§ **Task objective**
Find and copy each line of the data that includes "fusion".

§ **Information supplied**
****

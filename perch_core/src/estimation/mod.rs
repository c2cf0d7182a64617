// perch_core/src/estimation/mod.rs

//! The two estimators. Both are stateless: each call is a pure function of its
//! inputs and the estimator's configuration, so they can be shared freely
//! between threads.

pub mod consensus;
pub mod fusion;

pub use consensus::{estimate, ConsensusEstimator, ConsensusResult};
pub use fusion::{correct, OrientationCorrector};
// perch_core/src/types.rs

// --- Core Type Aliases ---
/// Seconds, on whatever clock the caller stamps its readings with.
pub type Timestamp = f64;

/// A 6x6 pose covariance flattened row-major, ordered (x, y, z, rx, ry, rz).
pub type Covariance6 = [f64; 36];

/// The six degrees of freedom of a pose, in covariance order.
#[derive(Debug, Clone, Copy, PartialEq, Eq, Hash)]
pub enum PoseAxis {
    X,
    Y,
    Z,
    Roll,
    Pitch,
    Yaw,
}

impl PoseAxis {
    pub const ALL: [PoseAxis; 6] = [
        PoseAxis::X,
        PoseAxis::Y,
        PoseAxis::Z,
        PoseAxis::Roll,
        PoseAxis::Pitch,
        PoseAxis::Yaw,
    ];

    /// Row (and column) of this axis in a [`Covariance6`].
    pub fn index(self) -> usize {
        self as usize
    }
}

****

§ **Exercise response**
pub mod fusion;
pub use fusion::{correct, OrientationCorrector};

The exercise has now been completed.